Activity:
In the records that follow, locate every line with "keytruda" and extract it.

━━ Record set ━━

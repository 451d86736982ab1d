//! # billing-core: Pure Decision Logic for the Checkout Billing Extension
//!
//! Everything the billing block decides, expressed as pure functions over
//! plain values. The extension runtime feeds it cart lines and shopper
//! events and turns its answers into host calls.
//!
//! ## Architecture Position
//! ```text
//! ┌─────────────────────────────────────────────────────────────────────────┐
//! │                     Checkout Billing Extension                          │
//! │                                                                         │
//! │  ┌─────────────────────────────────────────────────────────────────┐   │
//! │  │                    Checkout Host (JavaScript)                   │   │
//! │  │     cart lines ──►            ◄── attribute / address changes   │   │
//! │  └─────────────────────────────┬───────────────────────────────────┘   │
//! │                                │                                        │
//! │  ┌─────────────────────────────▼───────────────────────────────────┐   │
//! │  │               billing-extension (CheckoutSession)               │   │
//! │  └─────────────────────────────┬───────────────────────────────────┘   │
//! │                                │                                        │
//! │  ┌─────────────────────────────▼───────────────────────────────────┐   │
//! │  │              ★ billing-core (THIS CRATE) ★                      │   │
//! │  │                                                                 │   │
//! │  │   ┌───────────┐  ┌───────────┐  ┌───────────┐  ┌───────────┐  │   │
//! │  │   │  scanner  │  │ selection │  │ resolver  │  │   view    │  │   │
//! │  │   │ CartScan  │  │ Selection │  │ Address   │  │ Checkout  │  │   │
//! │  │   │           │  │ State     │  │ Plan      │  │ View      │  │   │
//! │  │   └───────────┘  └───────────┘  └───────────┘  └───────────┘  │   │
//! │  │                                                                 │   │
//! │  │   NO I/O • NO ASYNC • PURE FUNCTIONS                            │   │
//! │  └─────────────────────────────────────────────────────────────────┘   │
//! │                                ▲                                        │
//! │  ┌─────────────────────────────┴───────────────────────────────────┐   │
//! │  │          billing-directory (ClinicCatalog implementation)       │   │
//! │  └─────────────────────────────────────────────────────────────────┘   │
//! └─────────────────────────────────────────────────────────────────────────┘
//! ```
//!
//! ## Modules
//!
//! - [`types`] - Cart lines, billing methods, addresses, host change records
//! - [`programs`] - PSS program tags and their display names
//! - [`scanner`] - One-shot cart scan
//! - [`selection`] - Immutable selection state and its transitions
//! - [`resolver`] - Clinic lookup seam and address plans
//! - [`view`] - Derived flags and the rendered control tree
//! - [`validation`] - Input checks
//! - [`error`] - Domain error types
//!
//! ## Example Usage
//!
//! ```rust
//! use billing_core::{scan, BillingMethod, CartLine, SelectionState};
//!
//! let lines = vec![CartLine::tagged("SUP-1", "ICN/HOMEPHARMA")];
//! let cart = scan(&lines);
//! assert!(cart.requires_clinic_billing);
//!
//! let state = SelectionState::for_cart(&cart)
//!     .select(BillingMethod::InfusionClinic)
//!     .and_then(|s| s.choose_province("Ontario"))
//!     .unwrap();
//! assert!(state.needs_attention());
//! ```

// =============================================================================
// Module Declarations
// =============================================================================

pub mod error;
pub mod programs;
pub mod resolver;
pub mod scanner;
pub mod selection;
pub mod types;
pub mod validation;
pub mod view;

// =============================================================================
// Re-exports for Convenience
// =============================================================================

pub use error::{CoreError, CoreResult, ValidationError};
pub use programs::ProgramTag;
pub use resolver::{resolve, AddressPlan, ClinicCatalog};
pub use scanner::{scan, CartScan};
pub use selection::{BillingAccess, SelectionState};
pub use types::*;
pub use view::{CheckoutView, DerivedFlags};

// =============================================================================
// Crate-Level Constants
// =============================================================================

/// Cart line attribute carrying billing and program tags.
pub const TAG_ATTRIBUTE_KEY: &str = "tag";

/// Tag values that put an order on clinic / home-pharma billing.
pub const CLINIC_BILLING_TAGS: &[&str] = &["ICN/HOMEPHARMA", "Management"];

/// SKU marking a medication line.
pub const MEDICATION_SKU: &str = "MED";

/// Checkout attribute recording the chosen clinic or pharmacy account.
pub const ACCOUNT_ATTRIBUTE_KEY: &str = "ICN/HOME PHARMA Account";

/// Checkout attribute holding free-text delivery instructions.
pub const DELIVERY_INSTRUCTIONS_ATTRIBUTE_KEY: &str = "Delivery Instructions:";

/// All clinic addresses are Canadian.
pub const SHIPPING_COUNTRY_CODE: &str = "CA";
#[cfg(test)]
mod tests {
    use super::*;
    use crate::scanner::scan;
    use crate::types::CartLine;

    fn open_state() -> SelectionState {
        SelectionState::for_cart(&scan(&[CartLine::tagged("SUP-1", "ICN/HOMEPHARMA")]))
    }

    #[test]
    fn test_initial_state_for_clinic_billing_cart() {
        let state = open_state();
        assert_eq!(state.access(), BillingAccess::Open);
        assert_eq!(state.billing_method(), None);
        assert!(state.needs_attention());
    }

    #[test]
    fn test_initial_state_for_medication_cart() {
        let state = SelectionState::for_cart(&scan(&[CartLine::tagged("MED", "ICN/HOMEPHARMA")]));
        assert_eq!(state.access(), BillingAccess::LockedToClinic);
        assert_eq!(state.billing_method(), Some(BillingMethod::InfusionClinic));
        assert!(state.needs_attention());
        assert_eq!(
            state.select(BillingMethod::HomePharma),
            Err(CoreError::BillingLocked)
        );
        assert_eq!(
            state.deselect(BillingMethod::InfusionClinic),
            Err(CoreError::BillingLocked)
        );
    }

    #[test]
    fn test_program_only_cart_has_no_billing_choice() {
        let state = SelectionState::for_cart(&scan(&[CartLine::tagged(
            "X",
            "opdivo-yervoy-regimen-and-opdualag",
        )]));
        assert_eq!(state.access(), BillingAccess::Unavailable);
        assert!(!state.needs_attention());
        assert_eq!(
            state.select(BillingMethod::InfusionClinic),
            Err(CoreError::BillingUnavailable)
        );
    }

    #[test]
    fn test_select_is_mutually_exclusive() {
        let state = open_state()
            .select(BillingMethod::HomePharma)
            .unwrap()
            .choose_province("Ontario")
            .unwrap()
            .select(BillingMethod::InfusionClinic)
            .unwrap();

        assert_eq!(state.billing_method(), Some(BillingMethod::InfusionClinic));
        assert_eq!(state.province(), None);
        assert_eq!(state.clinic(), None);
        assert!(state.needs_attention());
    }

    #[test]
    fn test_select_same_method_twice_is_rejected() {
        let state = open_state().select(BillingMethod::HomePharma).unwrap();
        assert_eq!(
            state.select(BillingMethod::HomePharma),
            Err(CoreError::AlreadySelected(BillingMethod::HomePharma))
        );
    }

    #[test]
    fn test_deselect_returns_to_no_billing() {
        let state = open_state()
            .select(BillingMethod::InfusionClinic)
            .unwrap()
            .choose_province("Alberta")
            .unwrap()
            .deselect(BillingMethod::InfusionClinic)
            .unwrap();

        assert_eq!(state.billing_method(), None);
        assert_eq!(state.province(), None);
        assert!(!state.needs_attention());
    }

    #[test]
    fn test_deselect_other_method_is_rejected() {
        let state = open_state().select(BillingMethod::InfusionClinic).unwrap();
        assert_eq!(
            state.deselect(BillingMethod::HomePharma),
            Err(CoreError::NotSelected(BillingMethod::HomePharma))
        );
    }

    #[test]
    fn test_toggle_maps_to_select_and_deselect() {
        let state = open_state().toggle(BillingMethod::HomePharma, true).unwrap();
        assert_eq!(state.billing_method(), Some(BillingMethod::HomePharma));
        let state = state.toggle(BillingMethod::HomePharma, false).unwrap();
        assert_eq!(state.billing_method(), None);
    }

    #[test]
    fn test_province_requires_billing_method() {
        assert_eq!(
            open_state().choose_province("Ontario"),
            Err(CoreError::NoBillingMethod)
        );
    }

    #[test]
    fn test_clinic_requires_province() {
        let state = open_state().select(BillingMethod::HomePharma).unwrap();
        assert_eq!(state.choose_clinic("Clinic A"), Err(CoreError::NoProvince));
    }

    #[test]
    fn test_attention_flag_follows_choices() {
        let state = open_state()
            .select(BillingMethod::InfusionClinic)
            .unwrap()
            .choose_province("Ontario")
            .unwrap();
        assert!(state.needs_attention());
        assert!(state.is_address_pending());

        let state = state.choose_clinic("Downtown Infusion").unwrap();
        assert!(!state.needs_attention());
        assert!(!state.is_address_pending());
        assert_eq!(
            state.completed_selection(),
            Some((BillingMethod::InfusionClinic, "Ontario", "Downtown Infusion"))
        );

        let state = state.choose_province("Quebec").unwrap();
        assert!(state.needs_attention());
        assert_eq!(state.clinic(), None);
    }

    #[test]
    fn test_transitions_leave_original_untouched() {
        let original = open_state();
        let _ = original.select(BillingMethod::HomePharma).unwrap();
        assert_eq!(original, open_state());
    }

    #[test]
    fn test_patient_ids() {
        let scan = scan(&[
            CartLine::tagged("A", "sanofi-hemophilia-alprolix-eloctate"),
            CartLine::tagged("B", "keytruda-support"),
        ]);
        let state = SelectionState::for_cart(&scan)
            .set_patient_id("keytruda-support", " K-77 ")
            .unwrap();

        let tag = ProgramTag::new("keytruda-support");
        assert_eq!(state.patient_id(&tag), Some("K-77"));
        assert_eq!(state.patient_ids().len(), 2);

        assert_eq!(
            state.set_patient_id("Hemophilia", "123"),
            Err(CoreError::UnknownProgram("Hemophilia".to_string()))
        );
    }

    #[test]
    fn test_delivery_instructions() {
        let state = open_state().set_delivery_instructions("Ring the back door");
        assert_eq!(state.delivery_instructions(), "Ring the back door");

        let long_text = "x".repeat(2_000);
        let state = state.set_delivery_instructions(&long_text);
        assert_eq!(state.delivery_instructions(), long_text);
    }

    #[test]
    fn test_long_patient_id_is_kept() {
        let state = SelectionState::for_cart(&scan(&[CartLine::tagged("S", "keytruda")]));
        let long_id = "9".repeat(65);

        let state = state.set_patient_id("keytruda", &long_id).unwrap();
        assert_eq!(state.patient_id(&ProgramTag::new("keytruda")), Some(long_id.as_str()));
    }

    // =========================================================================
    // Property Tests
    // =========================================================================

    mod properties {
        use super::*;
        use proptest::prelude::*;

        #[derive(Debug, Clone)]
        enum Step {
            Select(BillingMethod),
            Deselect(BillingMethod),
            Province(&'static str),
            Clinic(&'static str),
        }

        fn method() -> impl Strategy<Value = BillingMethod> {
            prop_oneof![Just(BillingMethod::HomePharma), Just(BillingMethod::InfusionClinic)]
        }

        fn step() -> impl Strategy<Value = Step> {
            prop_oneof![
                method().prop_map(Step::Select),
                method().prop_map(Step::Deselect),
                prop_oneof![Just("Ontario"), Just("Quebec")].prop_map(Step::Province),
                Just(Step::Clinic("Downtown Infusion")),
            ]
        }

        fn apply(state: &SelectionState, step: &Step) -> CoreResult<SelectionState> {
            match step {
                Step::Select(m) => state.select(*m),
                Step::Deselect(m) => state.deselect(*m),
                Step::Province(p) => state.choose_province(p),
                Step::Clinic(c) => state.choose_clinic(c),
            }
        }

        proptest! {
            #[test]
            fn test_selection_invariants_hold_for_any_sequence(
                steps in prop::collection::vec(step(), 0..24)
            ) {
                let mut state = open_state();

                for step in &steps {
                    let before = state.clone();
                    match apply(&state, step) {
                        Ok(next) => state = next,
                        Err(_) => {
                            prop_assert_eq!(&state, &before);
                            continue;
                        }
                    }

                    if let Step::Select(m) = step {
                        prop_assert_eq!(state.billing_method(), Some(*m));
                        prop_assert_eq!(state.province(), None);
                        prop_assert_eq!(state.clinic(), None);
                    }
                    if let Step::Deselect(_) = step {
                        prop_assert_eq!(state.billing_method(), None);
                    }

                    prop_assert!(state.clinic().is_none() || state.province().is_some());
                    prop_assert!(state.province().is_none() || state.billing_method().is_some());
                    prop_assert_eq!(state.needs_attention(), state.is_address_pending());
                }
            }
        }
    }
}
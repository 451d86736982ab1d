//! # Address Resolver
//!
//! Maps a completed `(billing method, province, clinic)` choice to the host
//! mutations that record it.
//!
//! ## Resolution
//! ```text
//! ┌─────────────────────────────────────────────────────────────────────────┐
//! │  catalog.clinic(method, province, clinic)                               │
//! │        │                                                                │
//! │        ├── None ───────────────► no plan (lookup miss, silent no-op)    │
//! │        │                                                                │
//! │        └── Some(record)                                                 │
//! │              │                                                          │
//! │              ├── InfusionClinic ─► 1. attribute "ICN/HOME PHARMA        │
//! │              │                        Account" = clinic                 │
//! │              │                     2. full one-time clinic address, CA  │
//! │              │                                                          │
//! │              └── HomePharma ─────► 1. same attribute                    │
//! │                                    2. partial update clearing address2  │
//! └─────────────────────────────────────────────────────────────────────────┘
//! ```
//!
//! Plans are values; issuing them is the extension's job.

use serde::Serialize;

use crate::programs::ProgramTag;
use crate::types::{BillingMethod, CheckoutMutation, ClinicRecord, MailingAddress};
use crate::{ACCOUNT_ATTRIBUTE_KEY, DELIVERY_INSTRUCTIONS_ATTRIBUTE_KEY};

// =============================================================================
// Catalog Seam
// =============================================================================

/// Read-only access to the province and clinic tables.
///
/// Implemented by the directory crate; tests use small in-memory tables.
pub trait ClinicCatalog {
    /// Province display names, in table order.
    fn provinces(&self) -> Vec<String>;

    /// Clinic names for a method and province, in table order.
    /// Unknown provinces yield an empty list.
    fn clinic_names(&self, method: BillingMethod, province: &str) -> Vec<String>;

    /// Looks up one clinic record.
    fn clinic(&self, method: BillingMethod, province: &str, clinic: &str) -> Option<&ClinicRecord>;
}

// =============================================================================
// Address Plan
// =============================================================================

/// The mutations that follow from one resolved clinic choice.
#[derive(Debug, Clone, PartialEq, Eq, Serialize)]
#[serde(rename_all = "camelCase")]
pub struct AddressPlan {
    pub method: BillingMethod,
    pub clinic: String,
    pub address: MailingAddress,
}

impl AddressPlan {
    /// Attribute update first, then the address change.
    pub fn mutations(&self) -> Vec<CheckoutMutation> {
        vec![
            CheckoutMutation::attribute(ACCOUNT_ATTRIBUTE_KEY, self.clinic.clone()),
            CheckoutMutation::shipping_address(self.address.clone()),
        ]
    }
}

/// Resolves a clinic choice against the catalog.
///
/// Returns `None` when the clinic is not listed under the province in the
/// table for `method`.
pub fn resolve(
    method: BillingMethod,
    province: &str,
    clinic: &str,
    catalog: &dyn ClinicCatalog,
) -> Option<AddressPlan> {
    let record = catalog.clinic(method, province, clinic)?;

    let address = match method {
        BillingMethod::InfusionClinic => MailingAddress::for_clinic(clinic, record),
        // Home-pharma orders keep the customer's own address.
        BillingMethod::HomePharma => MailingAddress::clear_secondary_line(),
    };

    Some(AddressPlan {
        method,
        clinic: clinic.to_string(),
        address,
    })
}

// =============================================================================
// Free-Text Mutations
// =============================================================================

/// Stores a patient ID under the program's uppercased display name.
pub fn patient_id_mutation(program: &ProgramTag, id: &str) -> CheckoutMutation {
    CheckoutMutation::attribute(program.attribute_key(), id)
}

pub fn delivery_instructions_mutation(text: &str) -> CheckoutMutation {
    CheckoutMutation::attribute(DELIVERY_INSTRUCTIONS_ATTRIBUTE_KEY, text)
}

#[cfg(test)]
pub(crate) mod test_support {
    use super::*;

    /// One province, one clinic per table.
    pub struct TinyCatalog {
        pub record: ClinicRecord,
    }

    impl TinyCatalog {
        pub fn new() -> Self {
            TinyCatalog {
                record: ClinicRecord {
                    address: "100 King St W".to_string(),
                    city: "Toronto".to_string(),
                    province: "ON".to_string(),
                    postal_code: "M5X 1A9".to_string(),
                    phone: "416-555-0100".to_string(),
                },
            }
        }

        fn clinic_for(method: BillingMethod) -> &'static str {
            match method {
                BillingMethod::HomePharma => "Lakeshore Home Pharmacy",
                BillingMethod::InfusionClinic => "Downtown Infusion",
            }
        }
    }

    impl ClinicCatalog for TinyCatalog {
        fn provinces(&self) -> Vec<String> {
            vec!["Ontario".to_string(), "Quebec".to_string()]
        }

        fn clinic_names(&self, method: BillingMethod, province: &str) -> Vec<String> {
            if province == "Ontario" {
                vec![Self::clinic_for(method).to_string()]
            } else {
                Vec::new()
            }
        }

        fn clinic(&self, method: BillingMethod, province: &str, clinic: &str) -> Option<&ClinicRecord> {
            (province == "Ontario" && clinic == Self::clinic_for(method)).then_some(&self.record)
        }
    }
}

━━━

The answer:
            CartLine::tagged("B", "keytruda-support"),
            .set_patient_id("keytruda-support", " K-77 ")
        let tag = ProgramTag::new("keytruda-support");
        let state = SelectionState::for_cart(&scan(&[CartLine::tagged("S", "keytruda")]));
        let state = state.set_patient_id("keytruda", &long_id).unwrap();
        assert_eq!(state.patient_id(&ProgramTag::new("keytruda")), Some(long_id.as_str()));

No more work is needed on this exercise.